__ABOUT THIS EXERCISE__. Provide the count of lines below where "schedulable" occurs, with no other output.

- - - - -

//! Processes
//!
//! A [`Process`] is one schedulable task: a name, a saved context, the
//! stack it runs on, its exit code once it has one, and the intrusive
//! links that thread it onto the run-queue. Queue membership costs no
//! allocation; the links live in the `Process` itself, which therefore
//! must not move between creation and exit.
//!
//! A process does not own its stack in the drop-glue sense. The stack is
//! provided from outside (statically, or by [`Process::spawn`] from the
//! heap) and must outlive the process; what the process owns is the
//! exclusive use of that memory for frames until it terminates.

use core::alloc::Layout;
use core::ptr::NonNull;

use k0_alloc::AllocError;
use k0_arch::context::{self, TaskContext, TaskEntry};
use k0_common::align::{align_up, is_aligned};
use k0_common::{DEFAULT_TASK_STACK, MIN_TASK_STACK, STACK_ALIGN};

use crate::memory::heap;

/// Scheduling state of a process.
///
/// ```text
/// Created --enqueue--> Runnable --switch in--> Running --exit--> Terminated
///                         ^                       |
///                         +--------yield----------+
/// ```
#[derive(Debug, Clone, Copy, PartialEq, Eq)]
pub enum ProcessState {
    /// Created, never enqueued.
    Created,
    /// Waiting in the run-queue.
    Runnable,
    /// The current process.
    Running,
    /// Exited; never scheduled again.
    Terminated,
}

/// One schedulable task.
pub struct Process {
    name: &'static str,
    /// Saved machine state while not running.
    pub(super) context: TaskContext,
    stack_base: usize,
    stack_len: usize,
    /// Set exactly once, at termination.
    exit_code: Option<u32>,
    state: ProcessState,
    /// Intrusive run-queue linkage, owned by [`super::run_queue::RunQueue`].
    pub(super) queue_next: Option<NonNull<Process>>,
    pub(super) queue_prev: Option<NonNull<Process>>,
    pub(super) linked: bool,
}

/// Options for [`Process::spawn`].
pub struct SpawnOpts {
    /// Stack size in bytes; rounded up to the stack alignment and to at
    /// least [`MIN_TASK_STACK`].
    pub stack_size: usize,
    /// Human-readable label for diagnostics.
    pub name: &'static str,
}

impl Default for SpawnOpts {
    fn default() -> Self {
        Self {
            stack_size: DEFAULT_TASK_STACK,
            name: "task",
        }
    }
}

impl Process {
    /// Create a process on a caller-provided stack.
    ///
    /// Primes `stack` so that the first switch into the process enters
    /// the trampoline, which calls `entry(args)` and routes its return
    /// value into [`super::exit`].
    ///
    /// # Panics
    ///
    /// Panics if the stack is misaligned for AAPCS or smaller than
    /// [`MIN_TASK_STACK`]. These are construction bugs, not runtime
    /// conditions.
    pub fn create(
        entry: TaskEntry,
        args: *mut (),
        stack: &'static mut [u8],
        name: &'static str,
    ) -> Process {
        let stack_base = stack.as_ptr() as usize;
        let stack_len = stack.len();

        assert!(
            is_aligned(stack_base, STACK_ALIGN) && is_aligned(stack_len, STACK_ALIGN),
            "stack for task '{}' is not {}-byte aligned",
            name,
            STACK_ALIGN
        );
        assert!(
            stack_len >= MIN_TASK_STACK,
            "stack for task '{}' is {} bytes, minimum is {}",
            name,
            stack_len,
            MIN_TASK_STACK
        );

        // SAFETY: The stack is 'static and exclusively ours; alignment
        // and size were just checked
        let context = unsafe { context::prime_stack(stack, entry, args, super::exit) };

        Process {
            name,
            context,
            stack_base,
            stack_len,
            exit_code: None,
            state: ProcessState::Created,
            queue_next: None,
            queue_prev: None,
            linked: false,
        }
    }

    /// Create a process with a heap-allocated stack.
    ///
    /// One heap block carries the `Process` header followed by the
    /// stack, so a spawned task costs a single allocation. Allocation
    /// failure is returned, not raised; the caller decides whether a
    /// missing task is fatal.
    pub fn spawn(
        entry: TaskEntry,
        args: *mut (),
        opts: SpawnOpts,
    ) -> Result<&'static mut Process, AllocError> {
        let header = align_up(core::mem::size_of::<Process>(), STACK_ALIGN);
        let stack_len = align_up(opts.stack_size.max(MIN_TASK_STACK), STACK_ALIGN);

        let layout = match Layout::from_size_align(header + stack_len, STACK_ALIGN) {
            Ok(l) => l,
            Err(_) => return Err(AllocError::Exhausted),
        };
        let block = heap::alloc(layout)?.as_ptr();

        // SAFETY: The block is ours, never freed, and header/stack are
        // disjoint; the stack inherits the block's alignment because the
        // header size is rounded to it
        unsafe {
            let stack = core::slice::from_raw_parts_mut(block.add(header), stack_len);
            let process = Self::create(entry, args, stack, opts.name);

            let slot = block.cast::<Process>();
            slot.write(process);
            Ok(&mut *slot)
        }
    }

    /// The process's label.
    #[must_use]
    pub fn name(&self) -> &'static str {
        self.name
    }

    /// The exit code, once the process has terminated.
    #[must_use]
    pub fn exit_code(&self) -> Option<u32> {
        self.exit_code
    }

    /// Current scheduling state.
    #[must_use]
    pub fn state(&self) -> ProcessState {
        self.state
    }

    pub(super) fn set_runnable(&mut self) {
        debug_assert!(self.state != ProcessState::Terminated);
        self.state = ProcessState::Runnable;
    }

    pub(super) fn set_running(&mut self) {
        debug_assert!(self.state == ProcessState::Runnable);
        self.state = ProcessState::Running;
    }

    /// Record termination. The exit code is write-once.
    pub(super) fn record_exit(&mut self, code: u32) {
        debug_assert!(self.exit_code.is_none(), "exit code written twice");
        self.exit_code = Some(code);
        self.state = ProcessState::Terminated;
    }

    /// Check the saved-context invariant: SP inside the stack and
    /// aligned. Holds whenever the process is suspended.
    pub(super) fn assert_context_invariant(&self) {
        debug_assert!(
            self.context.sp >= self.stack_base
                && self.context.sp <= self.stack_base + self.stack_len,
            "task '{}': saved sp {:#010x} outside its stack",
            self.name,
            self.context.sp
        );
        debug_assert!(
            is_aligned(self.context.sp, STACK_ALIGN),
            "task '{}': saved sp {:#010x} misaligned",
            self.name,
            self.context.sp
        );
    }
}

#[cfg(test)]
mod tests {
    extern crate std;

    use super::*;
    use k0_common::SWITCH_FRAME_SIZE;
    use std::boxed::Box;

    #[repr(align(8))]
    struct TestStack([u8; 512]);

    extern "C" fn entry_stub(_args: *mut ()) -> u32 {
        0
    }

    fn leaked_stack() -> &'static mut [u8] {
        &mut Box::leak(Box::new(TestStack([0; 512]))).0
    }

    #[test]
    fn test_create_primes_the_stack() {
        let stack = leaked_stack();
        let base = stack.as_ptr() as usize;
        let len = stack.len();

        let args = 0xDEAD_BEEF as *mut ();
        let process = Process::create(entry_stub, args, stack, "prime");

        assert_eq!(process.name(), "prime");
        assert_eq!(process.state(), ProcessState::Created);
        assert_eq!(process.exit_code(), None);
        assert!(!process.linked);

        // First switch-in pops the synthetic frame at the stack top
        assert_eq!(process.context.sp, base + len - SWITCH_FRAME_SIZE);
        process.assert_context_invariant();

        // entry, args and the exit routine sit in the r4/r5/r6 slots
        let frame = process.context.sp as *const usize;
        // SAFETY: The frame was just primed inside the leaked stack
        unsafe {
            assert_eq!(frame.add(4).read(), entry_stub as usize);
            assert_eq!(frame.add(5).read(), args as usize);
            assert_eq!(frame.add(6).read(), super::super::exit as usize);
        }
    }

    #[test]
    #[should_panic(expected = "not 8-byte aligned")]
    fn test_create_rejects_misaligned_stack() {
        let stack = leaked_stack();
        let skewed = &mut stack[1..9];
        // SAFETY: test-only lifetime laundering of a leaked buffer
        let skewed: &'static mut [u8] = unsafe { &mut *(skewed as *mut [u8]) };
        let _ = Process::create(entry_stub, core::ptr::null_mut(), skewed, "skewed");
    }

    #[test]
    #[should_panic(expected = "minimum is")]
    fn test_create_rejects_undersized_stack() {
        let stack = leaked_stack();
        let short = &mut stack[..MIN_TASK_STACK - STACK_ALIGN];
        // SAFETY: test-only lifetime laundering of a leaked buffer
        let short: &'static mut [u8] = unsafe { &mut *(short as *mut [u8]) };
        let _ = Process::create(entry_stub, core::ptr::null_mut(), short, "short");
    }

    #[test]
    fn test_exit_code_is_recorded_once() {
        let mut process =
            Process::create(entry_stub, core::ptr::null_mut(), leaked_stack(), "exit");
        process.record_exit(42);
        assert_eq!(process.exit_code(), Some(42));
        assert_eq!(process.state(), ProcessState::Terminated);
    }

    #[test]
    fn test_spawn_uses_the_heap_and_surfaces_exhaustion() {
        // The global heap is one-shot; this is the only test that
        // initialises or allocates from it.
        let region = Box::leak(Box::new(TestStack([0; 512]))).0.as_mut_ptr();
        // SAFETY: The leaked region is valid forever and used only here
        unsafe { heap::init(region as usize, 512) };

        // 512 bytes cannot carry a header plus a default stack
        let err = Process::spawn(entry_stub, core::ptr::null_mut(), SpawnOpts::default());
        assert_eq!(err.err(), Some(AllocError::Exhausted));

        // A stack that fits spawns; the header block stays aligned
        let process = Process::spawn(
            entry_stub,
            core::ptr::null_mut(),
            SpawnOpts {
                stack_size: MIN_TASK_STACK,
                name: "spawned",
            },
        )
        .unwrap();
        assert_eq!(process.name(), "spawned");
        assert_eq!(process.state(), ProcessState::Created);
        process.assert_context_invariant();
    }
}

- - - - -

__WRITTEN REPLY__. 2